__TASK ITEM__. Indicate how many lines in the listing below contain the word "Option". No other output is permitted.

Start of Block

impl SvgWriter {
    fn id(&mut self, prefix: &str) -> String {
        self.next_id += 1;
        format!("{}-{}", prefix, self.next_id)
    }

    fn finish(self, layers: &[Layer], page: &PageGeometry) -> String {
        // Clip to the background's rounded outline so card corners stay round.
        let radius = layers
            .iter()
            .find_map(|l| match &l.content {
                LayerContent::Fill { corner_radius, .. } if l.name == "background" => {
                    Some(*corner_radius)
                }
                _ => None,
            })
            .unwrap_or(0.0);

        let mut out = String::new();
        out.push_str(&format!(
            r#"<svg xmlns="http://www.w3.org/2000/svg" xmlns:xlink="http://www.w3.org/1999/xlink" width="{}mm" height="{}mm" viewBox="0 0 {} {}">"#,
            num(page.width_mm),
            num(page.height_mm),
            num(page.width),
            num(page.height)
        ));
        out.push_str("<defs>");
        out.push_str(&format!(
            r#"<clipPath id="page"><rect x="0" y="0" width="{}" height="{}" rx="{}"/></clipPath>"#,
            num(page.width),
            num(page.height),
            num(radius)
        ));
        out.push_str(&self.defs);
        out.push_str("</defs>");
        out.push_str(r#"<g clip-path="url(#page)">"#);
        out.push_str(&self.body);
        out.push_str("</g></svg>");
        out
    }

    fn layer(&mut self, layer: &Layer) -> Result<(), InsigniaError> {
        let mut attrs = format!(r#" id="{}" data-z="{}""#, escape(&layer.name), layer.z);
        if layer.opacity < 1.0 {
            attrs.push_str(&format!(r#" opacity="{}""#, num(layer.opacity)));
        }
        if layer.blend != BlendMode::Normal {
            attrs.push_str(&format!(
                r#" style="mix-blend-mode:{}""#,
                layer.blend.css_name()
            ));
        }
        let transform = layer.transform.to_svg();
        if !transform.is_empty() {
            attrs.push_str(&format!(r#" transform="{}""#, transform));
        }

        self.body.push_str(&format!("<g{}>", attrs));
        let b = layer.bounds;
        match &layer.content {
            LayerContent::Fill {
                paint,
                corner_radius,
                shadow,
            } => self.fill(b, paint, *corner_radius, shadow.as_ref()),
            LayerContent::Shapes {
                view_box,
                fill,
                stroke,
                shapes,
            } => {
                let style = paint_attrs(fill.as_deref(), stroke.as_ref());
                match view_box {
                    Some(vb) => {
                        self.body.push_str(&format!(
                            r#"<svg x="{}" y="{}" width="{}" height="{}" viewBox="{} {} {} {}" preserveAspectRatio="none" overflow="hidden"><g{}>"#,
                            num(b.x),
                            num(b.y),
                            num(b.width),
                            num(b.height),
                            num(vb.x),
                            num(vb.y),
                            num(vb.width),
                            num(vb.height),
                            style
                        ));
                        self.shapes(shapes);
                        self.body.push_str("</g></svg>");
                    }
                    None => {
                        self.body.push_str(&format!("<g{}>", style));
                        self.shapes(shapes);
                        self.body.push_str("</g>");
                    }
                }
            }
            LayerContent::Tiled {
                tile_width,
                tile_height,
                fill,
                stroke,
                shapes,
            } => {
                let id = self.id("tile");
                let style = paint_attrs(fill.as_deref(), stroke.as_ref());
                let mut tile = String::new();
                for shape in shapes {
                    tile.push_str(&shape_svg(shape));
                }
                self.defs.push_str(&format!(
                    r#"<pattern id="{}" patternUnits="userSpaceOnUse" width="{}" height="{}"><g{}>{}</g></pattern>"#,
                    id,
                    num(*tile_width),
                    num(*tile_height),
                    style,
                    tile
                ));
                self.body.push_str(&format!(
                    r#"<rect x="{}" y="{}" width="{}" height="{}" fill="url(#{})"/>"#,
                    num(b.x),
                    num(b.y),
                    num(b.width),
                    num(b.height),
                    id
                ));
            }
            LayerContent::Text { lines } => {
                for line in lines {
                    self.body.push_str(&text_svg(line));
                }
            }
            LayerContent::Image {
                src,
                clip,
                border,
                shadow,
            } => self.image(b, src, *clip, border.as_ref(), shadow.as_ref()),
            LayerContent::Qr { payload, color } => {
                let (side, dark) = symbols::qr_modules(payload)?;
                let size = b.width.min(b.height);
                let module = size / side as f32;
                let x0 = b.x + (b.width - size) / 2.0;
                let y0 = b.y + (b.height - size) / 2.0;
                self.body.push_str(&format!(
                    r##"<rect x="{}" y="{}" width="{}" height="{}" fill="#ffffff"/><g fill="{}">"##,
                    num(x0),
                    num(y0),
                    num(size),
                    num(size),
                    escape(color)
                ));
                for (i, is_dark) in dark.iter().enumerate() {
                    if *is_dark {
                        let (col, row) = (i % side, i / side);
                        self.body.push_str(&format!(
                            r#"<rect x="{}" y="{}" width="{}" height="{}"/>"#,
                            num(x0 + col as f32 * module),
                            num(y0 + row as f32 * module),
                            num(module),
                            num(module)
                        ));
                    }
                }
                self.body.push_str("</g>");
            }
            LayerContent::Barcode { bars, color, .. } => {
                self.body
                    .push_str(&format!(r#"<g fill="{}">"#, escape(color)));
                for bar in bars {
                    self.body.push_str(&format!(
                        r#"<rect x="{}" y="{}" width="{}" height="{}"/>"#,
                        num(b.x + bar.x),
                        num(b.y),
                        num(bar.width),
                        num(b.height)
                    ));
                }
                self.body.push_str("</g>");
            }
        }
        self.body.push_str("</g>");
        Ok(())
    }

    fn shapes(&mut self, shapes: &[Shape]) {
        for shape in shapes {
            self.body.push_str(&shape_svg(shape));
        }
    }

    fn shadow_filter(&mut self, shadow: &Shadow) -> String {
        let id = self.id("shadow");
        self.defs.push_str(&format!(
            r#"<filter id="{}" x="-20%" y="-20%" width="140%" height="140%"><feDropShadow dx="0" dy="{}" stdDeviation="{}" flood-color="{}" flood-opacity="{}"/></filter>"#,
            id,
            num(shadow.offset_y),
            num(shadow.blur / 2.0),
            escape(&shadow.color),
            num(shadow.opacity)
        ));
        id
    }

    fn gradient(&mut self, paint: &Paint) -> Option<String> {
        let stops = |stops: &[super::layer::GradientStop]| {
            stops
                .iter()
                .map(|s| {
                    format!(
                        r#"<stop offset="{}" stop-color="{}" stop-opacity="{}"/>"#,
                        num(s.offset),
                        escape(&s.color),
                        num(s.opacity)
                    )
                })
                .collect::<String>()
        };
        match paint {
            Paint::Linear { angle, stops: s } => {
                let id = self.id("linear");
                let (sin, cos) = angle.to_radians().sin_cos();
                self.defs.push_str(&format!(
                    r#"<linearGradient id="{}" x1="{}" y1="{}" x2="{}" y2="{}">{}</linearGradient>"#,
                    id,
                    num(0.5 - cos / 2.0),
                    num(0.5 - sin / 2.0),
                    num(0.5 + cos / 2.0),
                    num(0.5 + sin / 2.0),
                    stops(s)
                ));
                Some(id)
            }
            Paint::Radial {
                cx,
                cy,
                radius,
                stops: s,
            } => {
                let id = self.id("radial");
                self.defs.push_str(&format!(
                    r#"<radialGradient id="{}" cx="{}" cy="{}" r="{}">{}</radialGradient>"#,
                    id,
                    num(*cx),
                    num(*cy),
                    num(*radius),
                    stops(s)
                ));
                Some(id)
            }
            _ => None,
        }
    }

    fn fill(&mut self, b: Rect, paint: &Paint, radius: f32, shadow: Option<&Shadow>) {
        let filter = shadow
            .map(|s| format!(r#" filter="url(#{})""#, self.shadow_filter(s)))
            .unwrap_or_default();
        let rect = |fill: &str, extra: &str| {
            format!(
                r#"<rect x="{}" y="{}" width="{}" height="{}" rx="{}" fill="{}"{}/>"#,
                num(b.x),
                num(b.y),
                num(b.width),
                num(b.height),
                num(radius),
                fill,
                extra
            )
        };

        match paint {
            Paint::Solid { color } => self.body.push_str(&rect(&escape(color), &filter)),
            Paint::Linear { .. } | Paint::Radial { .. } => {
                let fill = self
                    .gradient(paint)
                    .map(|id| format!("url(#{})", id))
                    .unwrap_or_else(|| "none".into());
                self.body.push_str(&rect(&fill, &filter));
            }
            Paint::Mesh { base, spots } => {
                self.body.push_str(&rect(&escape(base), &filter));
                for spot in spots {
                    let id = self.id("mesh");
                    self.defs.push_str(&format!(
                        r#"<radialGradient id="{}" cx="{}" cy="{}" r="{}"><stop offset="0" stop-color="{}" stop-opacity="1"/><stop offset="1" stop-color="{}" stop-opacity="0"/></radialGradient>"#,
                        id,
                        num(spot.cx),
                        num(spot.cy),
                        num(spot.radius),
                        escape(&spot.color),
                        escape(&spot.color)
                    ));
                    self.body.push_str(&rect(&format!("url(#{})", id), ""));
                }
            }
            Paint::Conic { from_angle, stops } => {
                // No conic gradients in SVG 1.1: one wedge per stop interval.
                let (cx, cy) = b.center();
                let r = b.width.max(b.height);
                let clip = self.id("conic");
                self.defs.push_str(&format!(
                    r#"<clipPath id="{}"><rect x="{}" y="{}" width="{}" height="{}" rx="{}"/></clipPath>"#,
                    clip,
                    num(b.x),
                    num(b.y),
                    num(b.width),
                    num(b.height),
                    num(radius)
                ));
                self.body
                    .push_str(&format!(r#"<g clip-path="url(#{})"{}>"#, clip, filter));
                for pair in stops.windows(2) {
                    let a0 = (from_angle + pair[0].offset * 360.0 - 90.0).to_radians();
                    let a1 = (from_angle + pair[1].offset * 360.0 - 90.0).to_radians();
                    self.body.push_str(&format!(
                        r#"<path d="M{} {} L{} {} A{} {} 0 0 1 {} {} Z" fill="{}" fill-opacity="{}"/>"#,
                        num(cx),
                        num(cy),
                        num(cx + r * a0.cos()),
                        num(cy + r * a0.sin()),
                        num(r),
                        num(r),
                        num(cx + r * a1.cos()),
                        num(cy + r * a1.sin()),
                        escape(&pair[0].color),
                        num(pair[0].opacity)
                    ));
                }
                self.body.push_str("</g>");
            }
        }
    }

    fn image(&mut self, b: Rect, src: &str, clip: Clip, border: Option<&Stroke>, shadow: Option<&Shadow>) {
        let outline = match clip {
            Clip::None => None,
            Clip::Circle => {
                let (cx, cy) = b.center();
                Some(format!(
                    r#"<ellipse cx="{}" cy="{}" rx="{}" ry="{}""#,
                    num(cx),
                    num(cy),
                    num(b.width / 2.0),
                    num(b.height / 2.0)
                ))
            }
            Clip::Rounded { radius } => Some(format!(
                r#"<rect x="{}" y="{}" width="{}" height="{}" rx="{}""#,
                num(b.x),
                num(b.y),
                num(b.width),
                num(b.height),
                num(radius)
            )),
        };

        if let (Some(shadow), Some(shape)) = (shadow, outline.as_ref()) {
            let filter = self.shadow_filter(shadow);
            self.body.push_str(&format!(
                r##"{} fill="#ffffff" filter="url(#{})"/>"##,
                shape, filter
            ));
        }

        let clip_attr = match outline.as_ref() {
            Some(shape) => {
                let id = self.id("clip");
                self.defs
                    .push_str(&format!(r#"<clipPath id="{}">{}/></clipPath>"#, id, shape));
                format!(r#" clip-path="url(#{})""#, id)
            }
            None => String::new(),
        };
        self.body.push_str(&format!(
            r#"<image x="{}" y="{}" width="{}" height="{}" preserveAspectRatio="xMidYMid slice" href="{}"{}/>"#,
            num(b.x),
            num(b.y),
            num(b.width),
            num(b.height),
            escape(src),
            clip_attr
        ));

        if let (Some(stroke), Some(shape)) = (border, outline.as_ref()) {
            self.body.push_str(&format!(
                r#"{} fill="none"{}/>"#,
                shape,
                stroke_attrs(stroke)
            ));
        }
    }
}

End of Block

__ANSWER FOR THIS EXERCISE__. 3